Bottled at 47.8 percent ABV with no-chill filtration, The Balvenie 12-Year First Fill Single Barrel's presentation is deceptively light, the amber almost looking clear in the glass. On the nose, the main notes are honey mixed with malt. But even in a Glencairn, it’s subtle enough that it borders on gentle.
While the nose is sweet, the whisky is more bitter on the palate, with a subtle, dark chocolate roundness to it—the essential Scotch darkness turned palatable. It’s ultimately still a sweet dram, as the honey and vanilla notes from bourbon casks come through on the finish and blossom even more with water or ice.

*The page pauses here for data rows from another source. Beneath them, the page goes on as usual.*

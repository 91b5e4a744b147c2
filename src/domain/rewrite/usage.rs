use tracing::debug;

use super::{cast_in_place, Retargeter, Target};
use crate::domain::ast::{Node, NodeId, SyntaxTree, UnaryOp};
use crate::domain::diagnostics::{RewriteReport, RewriteWarning};
use crate::domain::symbols::StaticType;
use crate::domain::type_shape::TypeShape;

/// Type the expression had before the override, and the type it has now.
#[derive(Debug, Clone)]
struct Tracked {
    expr: NodeId,
    original: TypeShape,
    desired: TypeShape,
}

impl Retargeter<'_> {
    /// Insert the conversion a reference to an overridden symbol needs at
    /// its use site.
    pub(super) fn patch_usage(
        &self,
        tree: &mut SyntaxTree,
        ident: NodeId,
        target: &Target<'_>,
        report: &mut RewriteReport,
    ) {
        if self.inside_own_accessor(tree, ident) {
            // already handled when the accessor's returns were converted
            return;
        }
        let (original, desired) = match tracked_types(target) {
            Ok(types) => types,
            Err(warning) => {
                report.warn(warning);
                return;
            }
        };
        let Some(context) = tree.parent(ident) else {
            report.warn(unsupported(target, "detached identifier"));
            return;
        };

        match tree.node(context) {
            Node::KeyValue { key, value } => {
                let (key, value) = (*key, *value);
                let as_type = if key == ident { &desired } else { &original };
                if cast_in_place(tree, context, value, as_type) {
                    report.patched_usages += 1;
                }
            }
            Node::Selector { field, .. } if *field == ident => {
                let tracked = Tracked { expr: context, original, desired };
                patch_ancestors(tree, tracked, target, report);
            }
            other => report.warn(unsupported(target, other.kind_name())),
        }
    }

    fn inside_own_accessor(&self, tree: &SyntaxTree, ident: NodeId) -> bool {
        let Some(func) = tree.enclosing_func(ident) else {
            return false;
        };
        let Node::FuncDecl { name, .. } = tree.node(func) else {
            return false;
        };
        match (tree.ident_name(*name), tree.ident_name(ident)) {
            (Some(func_name), Some(field)) => func_name == self.accessor_name(field),
            _ => false,
        }
    }
}

/// `(original, desired)` for a reference to the target symbol. Functions
/// with other than one result cannot be tracked.
fn tracked_types(target: &Target<'_>) -> Result<(TypeShape, TypeShape), RewriteWarning> {
    let desired = target.override_type.clone();
    match &target.symbol.ty {
        StaticType::Named(name) => Ok((TypeShape::parse(name), desired)),
        StaticType::Pointer(name) => Ok((TypeShape::parse(name).pointer_to(), desired.pointer_to())),
        StaticType::Array(name) => Ok((TypeShape::Array(Box::new(TypeShape::parse(name))), desired)),
        StaticType::Signature { results } => match results.as_slice() {
            [result] => Ok((result.clone(), desired)),
            _ => Err(unsupported(target, "function declaration")),
        },
    }
}

/// Walk up from the tracked expression and convert at the first position
/// where the old and new types meet. Dereference and address-of adjust the
/// tracked types and keep walking; every other context ends the walk.
fn patch_ancestors(
    tree: &mut SyntaxTree,
    mut tracked: Tracked,
    target: &Target<'_>,
    report: &mut RewriteReport,
) {
    while let Some(node) = tree.parent(tracked.expr) {
        match tree.node(node) {
            Node::Unary { op: UnaryOp::Deref, .. } => {
                tracked = Tracked {
                    expr: node,
                    original: tracked.original.strip_pointer(),
                    desired: tracked.desired.strip_pointer(),
                };
            }
            Node::Unary { op: UnaryOp::AddrOf, .. } => {
                tracked = Tracked {
                    expr: node,
                    original: tracked.original.pointer_to(),
                    desired: tracked.desired.pointer_to(),
                };
            }
            Node::KeyValue { key, value } => {
                let (key, value) = (*key, *value);
                let as_type = if key == tracked.expr {
                    &tracked.desired
                } else {
                    &tracked.original
                };
                if cast_in_place(tree, node, value, as_type) {
                    report.patched_usages += 1;
                }
                return;
            }
            Node::Assign { lhs, rhs, .. } => {
                if lhs.len() != rhs.len() {
                    report.warn(unsupported(target, "assignment with unbalanced sides"));
                    return;
                }
                let paired = if let Some(i) = lhs.iter().position(|e| *e == tracked.expr) {
                    Some((rhs[i], &tracked.desired))
                } else {
                    rhs.iter()
                        .position(|e| *e == tracked.expr)
                        .map(|i| (rhs[i], &tracked.original))
                };
                if let Some((expr, as_type)) = paired {
                    if cast_in_place(tree, node, expr, as_type) {
                        report.patched_usages += 1;
                    }
                }
                return;
            }
            Node::Call { fun, args } => {
                let is_arg = args.contains(&tracked.expr);
                let is_callee = *fun == tracked.expr;
                if is_arg {
                    if cast_in_place(tree, node, tracked.expr, &tracked.original) {
                        report.patched_usages += 1;
                    }
                } else if is_callee {
                    patch_call_result(tree, node, &tracked.original, target, report);
                }
                return;
            }
            Node::Binary { .. } => {
                if cast_in_place(tree, node, tracked.expr, &tracked.original) {
                    report.patched_usages += 1;
                }
                return;
            }
            Node::Unary { op: UnaryOp::Neg | UnaryOp::Not, .. }
            | Node::File { .. }
            | Node::StructDecl { .. }
            | Node::Field { .. }
            | Node::FuncDecl { .. }
            | Node::Block { .. }
            | Node::If { .. }
            | Node::Return { .. }
            | Node::ExprStmt { .. }
            | Node::Ident { .. }
            | Node::BasicLit { .. }
            | Node::Selector { .. }
            | Node::Paren { .. }
            | Node::PointerType { .. }
            | Node::ArrayType { .. }
            | Node::MapType { .. }
            | Node::CompositeLit { .. } => {
                let kind = tree.node(node).kind_name();
                report.warn(unsupported(target, kind));
                return;
            }
        }
    }
}

/// The tracked expression is the callee of `call`: convert the call's
/// result where it feeds an assignment or an outer call.
fn patch_call_result(
    tree: &mut SyntaxTree,
    call: NodeId,
    original: &TypeShape,
    target: &Target<'_>,
    report: &mut RewriteReport,
) {
    let Some(outer) = tree.parent(call) else {
        return;
    };
    let feeds_outer = match tree.node(outer) {
        Node::Assign { rhs, .. } => rhs.contains(&call),
        Node::Call { args, .. } => args.contains(&call),
        _ => false,
    };
    if feeds_outer {
        if cast_in_place(tree, outer, call, original) {
            report.patched_usages += 1;
        }
    } else {
        debug!(
            symbol = %target.symbol.name,
            context = tree.node(outer).kind_name(),
            "call result left as is"
        );
    }
}

fn unsupported(target: &Target<'_>, node: &str) -> RewriteWarning {
    RewriteWarning::UnsupportedContext {
        symbol: target.symbol.name.clone(),
        node: node.to_string(),
    }
}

While the First Fill Single Barrel initially went out of production in 2022, The Balvenie brought it back for fall 2024. Even without the benefit of nostalgia, it’s still one of the best whiskeys to bridge that gap between America and Scotland, bourbon and Scotch.
Priced at $80, The Balvenie isn’t something I drink daily—especially on a New York budget—but it’s less expensive than comparable first-fill bourbon-barrel Scotches like the 12-year single malt from The Irishman. At the price point, it’s a good mix between the more traditional Balvenie palate and the bourbon flavor I grew up with, and one that appeals to drinkers on either side of the divide.
I left Scotland when my time was up and got my degree back at Washington and Lee. I tooled around Virginia for a while, and reconsidered Scotland, but ended up in New York, once again attempting to set my place and find my palate.
My life started because my dad was a northern transplant in the South, and now that I’m a southern transplant in the north, I still drink bourbon most of the time. But when I have the money and occasion to drink Scotch like a real metropolitan urbanite— vaguely immoral, dangerously attractive, or otherwise— The Balvenie is my Scotch of choice.